Finland’s ruling against Päivi Räsänen raises urgent questions about free speech, religious freedom, and what happens when democracies begin punishing peaceful expression.

By Cameron Jennings
When Free Speech Becomes a Crime: Finland’s Ruling and the Future of Religious Freedom
Euroopplainen Suomi ry (photo), User:Hydrox (cropping), CC BY 2.0 https://creativecommons.org/licenses/by/2.0, via Wikimedia Commons

Last Thursday, March 26, Finland’s Supreme Court handed down the kind of ruling that seems, at first, to belong to one country’s legal system and one politician’s long-running controversy. But because of the nature of this case and its ruling the story refuses to stay local. This story reaches beyond their borders because it presses on a question every democracy must answer sooner or later. What kind of speech will a free society still permit when the speech in question is deeply unpopular? 

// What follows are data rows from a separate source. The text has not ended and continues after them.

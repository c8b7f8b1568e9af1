use anyhow::bail;
use linalg_rs::Matrix;
use std::str::FromStr;

/// Two-input logic gates whose truth tables serve as training sets.
#[derive(Clone, Copy, Debug, PartialEq, Eq)]
pub enum Gate {
    And,
    Or,
    Nand,
    Nor,
    Xor,
}

pub const GATE_NAMES: [&str; 5] = ["and", "or", "nand", "nor", "xor"];

impl Gate {
    pub fn name(self) -> &'static str {
        match self {
            Gate::And => "and",
            Gate::Or => "or",
            Gate::Nand => "nand",
            Gate::Nor => "nor",
            Gate::Xor => "xor",
        }
    }

    pub fn eval(self, a: bool, b: bool) -> bool {
        match self {
            Gate::And => a && b,
            Gate::Or => a || b,
            Gate::Nand => !(a && b),
            Gate::Nor => !(a || b),
            Gate::Xor => a != b,
        }
    }

    /// Only XOR is not linearly separable, so it needs a hidden layer.
    pub fn is_linearly_separable(self) -> bool {
        self != Gate::Xor
    }

    /// Inputs `(4,2)` and targets `(4,1)` of the gate's truth table.
    pub fn truth_table(self) -> (Matrix<f32>, Matrix<f32>) {
        let inputs = Matrix::from([[0f32, 0.], [0., 1.], [1., 0.], [1., 1.]]);
        let targets = inputs
            .rows()
            .map(|row| f32::from(u8::from(self.eval(row[0] > 0.5, row[1] > 0.5))))
            .collect();

        (inputs, Matrix::from_column(targets))
    }
}

impl FromStr for Gate {
    type Err = anyhow::Error;

    fn from_str(s: &str) -> anyhow::Result<Self> {
        Ok(match s.to_ascii_lowercase().as_str() {
            "and" => Gate::And,
            "or" => Gate::Or,
            "nand" => Gate::Nand,
            "nor" => Gate::Nor,
            "xor" => Gate::Xor,
            _ => bail!("Unknown gate '{s}', expected one of {}", GATE_NAMES.join(", ")),
        })
    }
}

#[cfg(test)]
mod tests {
    use super::*;
    use linalg_rs::matrix;

    #[test]
    fn test_truth_tables() {
        let (x, y) = Gate::And.truth_table();
        assert_eq!(x, matrix![[0., 0.], [0., 1.], [1., 0.], [1., 1.]]);
        assert_eq!(y, matrix![[0.], [0.], [0.], [1.]]);

        let (_, y) = Gate::Xor.truth_table();
        assert_eq!(y.as_slice(), &[0., 1., 1., 0.]);

        let (_, y) = Gate::Nand.truth_table();
        assert_eq!(y.as_slice(), &[1., 1., 1., 0.]);
    }

    #[test]
    fn test_parse() {
        for name in GATE_NAMES {
            assert_eq!(name.parse::<Gate>().unwrap().name(), name);
        }
        assert_eq!("XOR".parse::<Gate>().unwrap(), Gate::Xor);
        assert!("xnor".parse::<Gate>().is_err());
    }
}
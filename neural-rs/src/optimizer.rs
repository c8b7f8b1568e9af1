use serde::{Deserialize, Serialize};
use std::fmt;

/// Rule that turns gradients into parameter updates.
///
/// Parameters are addressed by slot: every weight matrix and every bias vector of a network
/// gets its own stable slot number, so stateful optimizers can keep per-parameter history.
pub trait Optimizer: fmt::Debug {
    /// Marks the start of one update pass over all slots.
    fn begin_step(&mut self) {}

    /// Updates `params` in place from `grads` of the same length.
    fn update(&mut self, slot: usize, params: &mut [f32], grads: &[f32]);

    fn learning_rate(&self) -> f32;

    fn set_learning_rate(&mut self, learning_rate: f32);

    fn name(&self) -> &'static str;
}

/// Plain stochastic gradient descent: `p -= lr * g`.
#[derive(Clone, Debug, PartialEq)]
pub struct Sgd {
    learning_rate: f32,
}

impl Sgd {
    pub fn new(learning_rate: f32) -> Self {
        Self { learning_rate }
    }
}

impl Optimizer for Sgd {
    fn update(&mut self, _slot: usize, params: &mut [f32], grads: &[f32]) {
        debug_assert_eq!(params.len(), grads.len());
        params
            .iter_mut()
            .zip(grads)
            .for_each(|(p, &g)| *p -= self.learning_rate * g);
    }

    fn learning_rate(&self) -> f32 {
        self.learning_rate
    }

    fn set_learning_rate(&mut self, learning_rate: f32) {
        self.learning_rate = learning_rate;
    }

    fn name(&self) -> &'static str {
        "SGD"
    }
}

#[derive(Clone, Debug, Default, PartialEq)]
struct Moments {
    m: Vec<f32>,
    v: Vec<f32>,
}

/// Adaptive moment estimation.
///
/// Keeps first and second moment estimates per parameter slot. The timestep advances once per
/// [`Optimizer::begin_step`], so every slot updated within one step shares the same bias
/// correction.
#[derive(Clone, Debug, PartialEq)]
pub struct Adam {
    learning_rate: f32,
    beta1: f32,
    beta2: f32,
    epsilon: f32,
    t: i32,
    moments: Vec<Moments>,
}

impl Adam {
    pub fn new(learning_rate: f32) -> Self {
        Self::with_parameters(learning_rate, 0.9, 0.999, 1e-8)
    }

    pub fn with_parameters(learning_rate: f32, beta1: f32, beta2: f32, epsilon: f32) -> Self {
        Self {
            learning_rate,
            beta1,
            beta2,
            epsilon,
            t: 0,
            moments: Vec::new(),
        }
    }

    fn moments(&mut self, slot: usize, len: usize) -> &mut Moments {
        if slot >= self.moments.len() {
            self.moments.resize_with(slot + 1, Moments::default);
        }

        let moments = &mut self.moments[slot];
        if moments.m.len() != len {
            moments.m = vec![0.; len];
            moments.v = vec![0.; len];
        }
        moments
    }
}

impl Optimizer for Adam {
    fn begin_step(&mut self) {
        self.t = self.t.saturating_add(1);
    }

    fn update(&mut self, slot: usize, params: &mut [f32], grads: &[f32]) {
        debug_assert_eq!(params.len(), grads.len());

        let (lr, beta1, beta2, epsilon) = (self.learning_rate, self.beta1, self.beta2, self.epsilon);
        let t = self.t.max(1);
        let correction1 = 1. - beta1.powi(t);
        let correction2 = 1. - beta2.powi(t);

        let moments = self.moments(slot, params.len());
        for (i, (p, &g)) in params.iter_mut().zip(grads).enumerate() {
            moments.m[i] = beta1 * moments.m[i] + (1. - beta1) * g;
            moments.v[i] = beta2 * moments.v[i] + (1. - beta2) * g * g;

            let m_hat = moments.m[i] / correction1;
            let v_hat = moments.v[i] / correction2;
            *p -= lr * m_hat / (v_hat.sqrt() + epsilon);
        }
    }

    fn learning_rate(&self) -> f32 {
        self.learning_rate
    }

    fn set_learning_rate(&mut self, learning_rate: f32) {
        self.learning_rate = learning_rate;
    }

    fn name(&self) -> &'static str {
        "ADAM"
    }
}

/// Serializable choice of optimizer.
#[derive(Clone, Copy, Debug, Default, PartialEq, Eq, Serialize, Deserialize)]
#[serde(rename_all = "UPPERCASE")]
pub enum OptimizerKind {
    #[default]
    Sgd,
    Adam,
}

impl OptimizerKind {
    pub fn build(self, learning_rate: f32) -> Box<dyn Optimizer> {
        match self {
            OptimizerKind::Sgd => Box::new(Sgd::new(learning_rate)),
            OptimizerKind::Adam => Box::new(Adam::new(learning_rate)),
        }
    }
}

In a 3–2 decision, the court convicted Finnish parliamentarian Päivi Räsänen and the internet publisher of a text connected to a 2004 pamphlet on marriage and sexual ethics, while dismissing a separate charge tied to her 2019 social-media post quoting Scripture. The lower courts had dismissed all charges. The Supreme Court however, ordered fines, required the removal of the unlawful passages from the online publication, and said the conviction did not violate Finland’s protections for freedom of expression and freedom of religion. Reuters reported Räsänen’s personal fine at 1,800 euros and noted that she is considering an appeal to the European Court of Human Rights.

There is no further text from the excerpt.